I was 14 years old, when my father, Carlo, left Naples, where I was born and had spent my infancy and early adolescence, to go to Spain and take over the throne. My brother, some years younger than me, stayed in Italy: he would become King of Naples, even though he then thought only of toys, like a real baby, spoilt and very free. They told me, almost immediately, that I would marry an Austrian archduke, the son of Maria Teresa of Hapsburg. I had been educated to accept my father’s decisions, without discussion or objections: that choice, anyway, left me astonished, at the very least: but were the Hapsburgs our enemies? We had been fighting them for a long time, I had been taught, my father had taken over from the Austrians in the reign over Naples and we had lost a lot of territories, even the Italian ones had gone to the Imperial dynasty; anyway, I also knew that political reasoning did not follow any apparent logic, nor even less so, the reasoning of the heart; for the rest, if it was normal for every woman to accept the husband chosen by her family, it was so much more so for whoever, like me or my sisters or cousins, was not mistress of her own life, which belonged entirely to the State. An instrument for perpetuating a dynasty, useful to make and unmake alliances.

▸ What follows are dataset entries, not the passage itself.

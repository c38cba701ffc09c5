//! Property-based tests for the tokenizer, query parser and ranking.

use proptest::prelude::*;
use project_search_bar::index::{IndexFilter, IndexedDocument, InvertedIndex, scoring};
use project_search_bar::latex::{parse_query, tokenize};
use project_search_bar::models::{RankingMode, TokenKind};

const VOCAB: &[&str] = &["zeta", "zeros", "prime", "sieve", "curve", "\\zeta", "\\sum", "$x"];

/// Generate plain prose made of ASCII words.
fn arb_prose() -> impl Strategy<Value = String> {
    proptest::collection::vec("[A-Za-z]{1,12}", 0..20).prop_map(|words| words.join(" "))
}

/// Generate LaTeX-flavoured text mixing prose, math and commands.
fn arb_latex() -> impl Strategy<Value = String> {
    let piece = prop_oneof![
        "[A-Za-z]{1,10}",
        "\\$[a-z]\\$",
        Just("$\\zeta(s)$".to_string()),
        Just("\\emph{".to_string()),
        Just("}".to_string()),
        Just("% comment\n".to_string()),
        Just("\\cite{key}".to_string()),
        "[0-9]{1,4}",
    ];
    proptest::collection::vec(piece, 0..30).prop_map(|pieces| pieces.join(" "))
}

/// Generate a small corpus over a fixed vocabulary.
fn arb_corpus() -> impl Strategy<Value = Vec<IndexedDocument>> {
    proptest::collection::vec(
        (
            proptest::collection::hash_map(proptest::sample::select(VOCAB), 0.5f32..6.0, 1..5),
            proptest::option::of(1995i32..2025),
        ),
        1..12,
    )
    .prop_map(|docs| {
        docs.into_iter()
            .enumerate()
            .map(|(i, (terms, year))| IndexedDocument {
                id: i as i64 + 1,
                terms: terms.into_iter().map(|(t, tf)| (t.to_string(), tf)).collect(),
                year,
                categories: Vec::new(),
            })
            .collect()
    })
}

fn arb_mode() -> impl Strategy<Value = RankingMode> {
    prop_oneof![Just(RankingMode::Bm25), Just(RankingMode::Tfidf), Just(RankingMode::Dual)]
}

proptest! {
    /// The tokenizer never panics, whatever the input.
    #[test]
    fn tokenize_never_panics(text in ".*") {
        let _ = tokenize(&text);
        let _ = parse_query(&text);
    }

    /// Prose yields lowercase word tokens only.
    #[test]
    fn prose_tokens_are_lowercase_words(text in arb_prose()) {
        for token in tokenize(&text) {
            prop_assert_eq!(token.kind, TokenKind::Word);
            prop_assert!(!token.text.is_empty());
            prop_assert_eq!(token.text.clone(), token.text.to_lowercase());
        }
    }

    /// Math commands keep their backslash; math symbols are keyed apart from prose.
    #[test]
    fn math_tokens_are_keyed_by_kind(text in arb_latex()) {
        for token in tokenize(&text) {
            let key = token.key();
            match token.kind {
                TokenKind::MathCommand => prop_assert!(key.starts_with('\\')),
                TokenKind::MathSymbol => prop_assert!(key.starts_with('$')),
                TokenKind::Word | TokenKind::Number => prop_assert!(!key.starts_with('\\')),
            }
        }
    }

    /// Parsed query terms are unique with positive weights.
    #[test]
    fn query_terms_unique_and_weighted(text in arb_latex()) {
        let terms = parse_query(&text);
        for (i, t) in terms.iter().enumerate() {
            prop_assert!(t.weight > 0.0);
            prop_assert!(terms[i + 1..].iter().all(|other| other.term != t.term));
        }
    }

    /// Repeating a query doubles every weight and keeps the terms.
    #[test]
    fn repeated_query_accumulates_weight(text in arb_prose()) {
        let once = parse_query(&text);
        let twice = parse_query(&format!("{text} {text}"));
        prop_assert_eq!(once.len(), twice.len());
        for (a, b) in once.iter().zip(&twice) {
            prop_assert_eq!(&a.term, &b.term);
            prop_assert!((b.weight - 2.0 * a.weight).abs() < 1e-4);
        }
    }

    /// Results are ordered by score, ties broken by ascending document id,
    /// and every result matched at least one query term.
    #[test]
    fn ranking_is_ordered_and_matched(
        corpus in arb_corpus(),
        query in proptest::collection::vec(proptest::sample::select(VOCAB), 1..4),
        mode in arb_mode(),
    ) {
        let index = InvertedIndex::from_documents(corpus);
        let terms = parse_query(&query.join(" "));
        let ranked = index.rank(&terms, mode, &IndexFilter::default());

        for pair in ranked.windows(2) {
            prop_assert!(
                pair[0].score > pair[1].score
                    || (pair[0].score == pair[1].score && pair[0].doc < pair[1].doc)
            );
        }
        for r in &ranked {
            prop_assert!(!r.matched_terms.is_empty());
            prop_assert!(r.bm25 >= 0.0);
            prop_assert!(r.bm25_rank >= 1 && r.bm25_rank <= ranked.len());
            prop_assert!(r.tfidf_rank >= 1 && r.tfidf_rank <= ranked.len());
        }
    }

    /// A year filter never lets an out-of-range or undated document through.
    #[test]
    fn year_filter_is_respected(corpus in arb_corpus(), from in 1995i32..2025, span in 0i32..10) {
        let years: std::collections::HashMap<i64, Option<i32>> =
            corpus.iter().map(|d| (d.id, d.year)).collect();
        let index = InvertedIndex::from_documents(corpus);
        let filter = IndexFilter { year_from: Some(from), year_to: Some(from + span), category: None };
        let terms = parse_query(&VOCAB.join(" "));

        for r in index.rank(&terms, RankingMode::Dual, &filter) {
            let year = years[&r.doc];
            prop_assert!(matches!(year, Some(y) if y >= from && y <= from + span));
        }
    }

    /// BM25 grows with term frequency but stays below its saturation bound.
    #[test]
    fn bm25_monotone_and_bounded(tf in 0.5f32..50.0, extra in 0.1f32..50.0, len in 1.0f32..500.0) {
        let idf = scoring::bm25_idf(100, 7);
        let low = scoring::bm25_term(tf, idf, len, 100.0);
        let high = scoring::bm25_term(tf + extra, idf, len, 100.0);
        prop_assert!(high >= low);
        prop_assert!(high < idf * 2.5 + 1e-4);
    }

    /// Better ranks always fuse to higher scores.
    #[test]
    fn rrf_prefers_better_ranks(a in 1usize..1000, b in 1usize..1000, d in 1usize..100) {
        prop_assert!(scoring::rrf(&[a, b]) > scoring::rrf(&[a + d, b]));
    }
}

We talked about it between ourselves, in our secret rooms, sometimes with melancholy, other times with bitterness and impatience, according to the characters, consoling ourselves with the hope of, anyway, experiencing one great love to fill us with its exciting exhilaration. Keep up appearances, this was essential, carrying out our official function was indispensable, then - Perhaps one could find some small opening for a private life. We found them all.

It was not a great victory, but it served to maintain some shred of a dream, some residue of sweetness, to support a life beside unloved men, chosen by others, often unpleasant and domineering, occupied in intrigue and incessant wars, taken with themselves and their ambitions. In a court full of traps, conspiratorial whispers, friends/enemies, cheats and imposters.

I did not manage in time to get used to the idea of this Austrian husband, with whom I would have to live and reign in Tuscany (but where was Tuscany? I barely knew), when the tragic news came: he had died of smallpox. The plans had to be substantially changed: I would marry the younger brother, Pietro Leopoldo, who, in turn, would have given up the wife always promised to him, Beatrice d’Este. He was a year and a half younger than me, but everyone said that he was exceptionally mature for his age.

The game of chess started up again, for the umpteenth time: the chancellors started again discussing, sending despatches, evaluating the pros and cons, proposals and counter-proposals, in a mad, absurd and very natural merry-go-round.